▼▼▼
//! Decoding of raw Salt output into typed payloads.
//!
//! Salt returns loosely typed JSON: a bare string or list when rendering fails,
//! a `data` envelope around runner output, a target-to-records map for
//! `salt <target>` calls, or a flat record map. Everything is decoded here once
//! so the interpreter only ever sees [`StatePayload`].

use serde::Deserialize;
use serde_json::{Map, Value};

/// Separator between the components of a Salt state id.
const ID_SEPARATOR: &str = "_|-";

/// Keys that only ever appear on a state record.
const RECORD_KEYS: &[&str] = &[
    "result",
    "comment",
    "changes",
    "duration",
    "name",
    "__sls__",
    "__run_num__",
    "__id__",
];

/// Keys that may accompany `data` in a runner envelope.
const ENVELOPE_KEYS: &[&str] = &["data", "outputter", "retcode"];

/// A decoded external payload.
#[derive(Debug, Clone, PartialEq)]
pub enum StatePayload {
    /// Salt reported an error as plain text instead of state results.
    ErrorMessage(String),
    /// Per-resource outcomes, in arbitrary order.
    ResourceMap {
        retcode: Option<i32>,
        records: Vec<ResourceRecord>,
    },
}

/// Outcome of one resource within a state run.
#[derive(Debug, Clone, PartialEq)]
pub struct ResourceRecord {
    pub id: String,
    pub name: Option<String>,
    pub sls: Option<String>,
    pub target: Option<String>,
    pub result: bool,
    pub comment: String,
    pub duration: f64,
    pub changes: Value,
    pub run_num: u64,
    pub orchestration: bool,
}

#[derive(Debug, Deserialize)]
struct RawRecord {
    #[serde(default)]
    result: Value,
    #[serde(default)]
    comment: Value,
    #[serde(default)]
    duration: Value,
    #[serde(default)]
    changes: Value,
    #[serde(default)]
    name: Value,
    #[serde(rename = "__sls__", default)]
    sls: Option<String>,
    #[serde(rename = "__run_num__", default)]
    run_num: u64,
    #[serde(rename = "__orchestration__", default)]
    orchestration: bool,
}

impl StatePayload {
    /// Decode a raw JSON value.
    ///
    /// `exit_code` is used as the retcode unless the payload embeds its own.
    pub fn decode(value: Value, exit_code: Option<i32>) -> Self {
        match value {
            Value::Object(mut map) => {
                let retcode = map
                    .remove("retcode")
                    .and_then(|v| v.as_i64())
                    .and_then(|v| i32::try_from(v).ok())
                    .or(exit_code);

                if let Some(data) = take_envelope(&mut map) {
                    return match Self::decode(data, retcode) {
                        Self::ResourceMap { records, .. } => Self::ResourceMap { retcode, records },
                        message => message,
                    };
                }

                decode_records(map, retcode)
            }
            other => Self::ErrorMessage(value_text(&other)),
        }
    }

    /// Decode the payload embedded in an orchestration record, if there is one.
    ///
    /// Runner calls that do not return state output are not treated as nested
    /// runs. Text payloads only count when the record itself failed, since that
    /// is how Salt reports a nested render error.
    pub fn embedded(record: &ResourceRecord) -> Option<Self> {
        if !record.orchestration {
            return None;
        }
        let inner = record
            .changes
            .get("ret")
            .or_else(|| record.changes.get("return"))?;

        match inner {
            Value::Object(_) => match Self::decode(inner.clone(), None) {
                payload @ Self::ResourceMap { .. } if !payload.is_empty() => Some(payload),
                payload @ Self::ErrorMessage(_) if !record.result => Some(payload),
                _ => None,
            },
            Value::String(_) | Value::Array(_) if !record.result => {
                Some(Self::decode(inner.clone(), None))
            }
            _ => None,
        }
    }

    fn is_empty(&self) -> bool {
        matches!(self, Self::ResourceMap { records, .. } if records.is_empty())
    }
}

impl ResourceRecord {
    /// Decode one record, returning `None` when the value is not a JSON object.
    pub fn from_value(id: &str, value: Value, target: Option<&str>) -> Option<Self> {
        if !value.is_object() {
            return None;
        }
        let raw: RawRecord = serde_json::from_value(value).ok()?;

        Some(Self {
            id: id.to_string(),
            name: match raw.name {
                Value::Null => None,
                other => Some(value_text(&other)),
            },
            sls: raw.sls,
            target: target.map(str::to_string),
            result: is_truthy(&raw.result),
            comment: value_text(&raw.comment),
            duration: parse_duration(&raw.duration),
            changes: raw.changes,
            run_num: raw.run_num,
            orchestration: raw.orchestration,
        })
    }

    /// State function from the id (`module_|-id_|-name_|-function`).
    pub fn state_function(&self) -> Option<&str> {
        let parts: Vec<&str> = self.id.split(ID_SEPARATOR).collect();
        if parts.len() >= 4 {
            parts.last().copied()
        } else {
            None
        }
    }

    /// Returns true for `salt.function` style calls whose `changes` hold a raw
    /// return value rather than actual changes.
    pub fn is_function_call(&self) -> bool {
        !self.orchestration && self.state_function() == Some("function")
    }

    /// Target or SLS the record came from.
    pub fn namespace(&self) -> Option<String> {
        self.target.clone().or_else(|| self.sls.clone())
    }
}

/// Returns true when a value would be considered "set" by Salt.
pub fn is_truthy(value: &Value) -> bool {
    match value {
        Value::Null => false,
        Value::Bool(b) => *b,
        Value::Number(n) => n.as_f64().is_some_and(|f| f != 0.0),
        Value::String(s) => !s.is_empty(),
        Value::Array(a) => !a.is_empty(),
        Value::Object(o) => !o.is_empty(),
    }
}

/// Render a value as human text: strings verbatim, lists line by line.
pub fn value_text(value: &Value) -> String {
    match value {
        Value::Null => String::new(),
        Value::String(s) => s.clone(),
        Value::Array(items) => items.iter().map(value_text).collect::<Vec<_>>().join("\n"),
        other => other.to_string(),
    }
}

fn take_envelope(map: &mut Map<String, Value>) -> Option<Value> {
    if map.contains_key("data") && map.keys().all(|k| ENVELOPE_KEYS.contains(&k.as_str())) {
        map.remove("data")
    } else {
        None
    }
}

/// A record carries at least one known key, or has a scalar field that a
/// target map (whose children are all record objects) never would.
fn looks_like_record(value: &Value) -> bool {
    value.as_object().is_some_and(|o| {
        o.keys().any(|k| RECORD_KEYS.contains(&k.as_str())) || !o.values().all(Value::is_object)
    })
}

fn decode_records(map: Map<String, Value>, retcode: Option<i32>) -> StatePayload {
    let mut records = Vec::new();

    for (key, value) in map {
        if looks_like_record(&value) {
            match ResourceRecord::from_value(&key, value, None) {
                Some(record) => records.push(record),
                None => {
                    return StatePayload::ErrorMessage(format!("{key}: malformed state result"));
                }
            }
            continue;
        }

        match value {
            // Target map: minion id -> record map
            Value::Object(inner) => {
                for (id, record) in inner {
                    match ResourceRecord::from_value(&id, record.clone(), Some(&key)) {
                        Some(record) => records.push(record),
                        None => {
                            return StatePayload::ErrorMessage(format!(
                                "{key}: {}",
                                value_text(&record)
                            ));
                        }
                    }
                }
            }
            Value::String(_) | Value::Array(_) => {
                return StatePayload::ErrorMessage(format!("{key}: {}", value_text(&value)));
            }
            other => {
                return StatePayload::ErrorMessage(format!(
                    "Unexpected output for {key}: {other}"
                ));
            }
        }
    }

    StatePayload::ResourceMap { retcode, records }
}

fn parse_duration(value: &Value) -> f64 {
    match value {
        Value::Number(n) => n.as_f64().unwrap_or(0.0),
        // Older Salt releases report "12.5 ms"
        Value::String(s) => s
            .trim()
            .trim_end_matches("ms")
            .trim()
            .parse()
            .unwrap_or(0.0),
        _ => 0.0,
    }
}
▲▲▲
When a line in the records contains the string "ResourceRecord", it counts; state how many lines count, with no other words.

▸ **Your response**: 6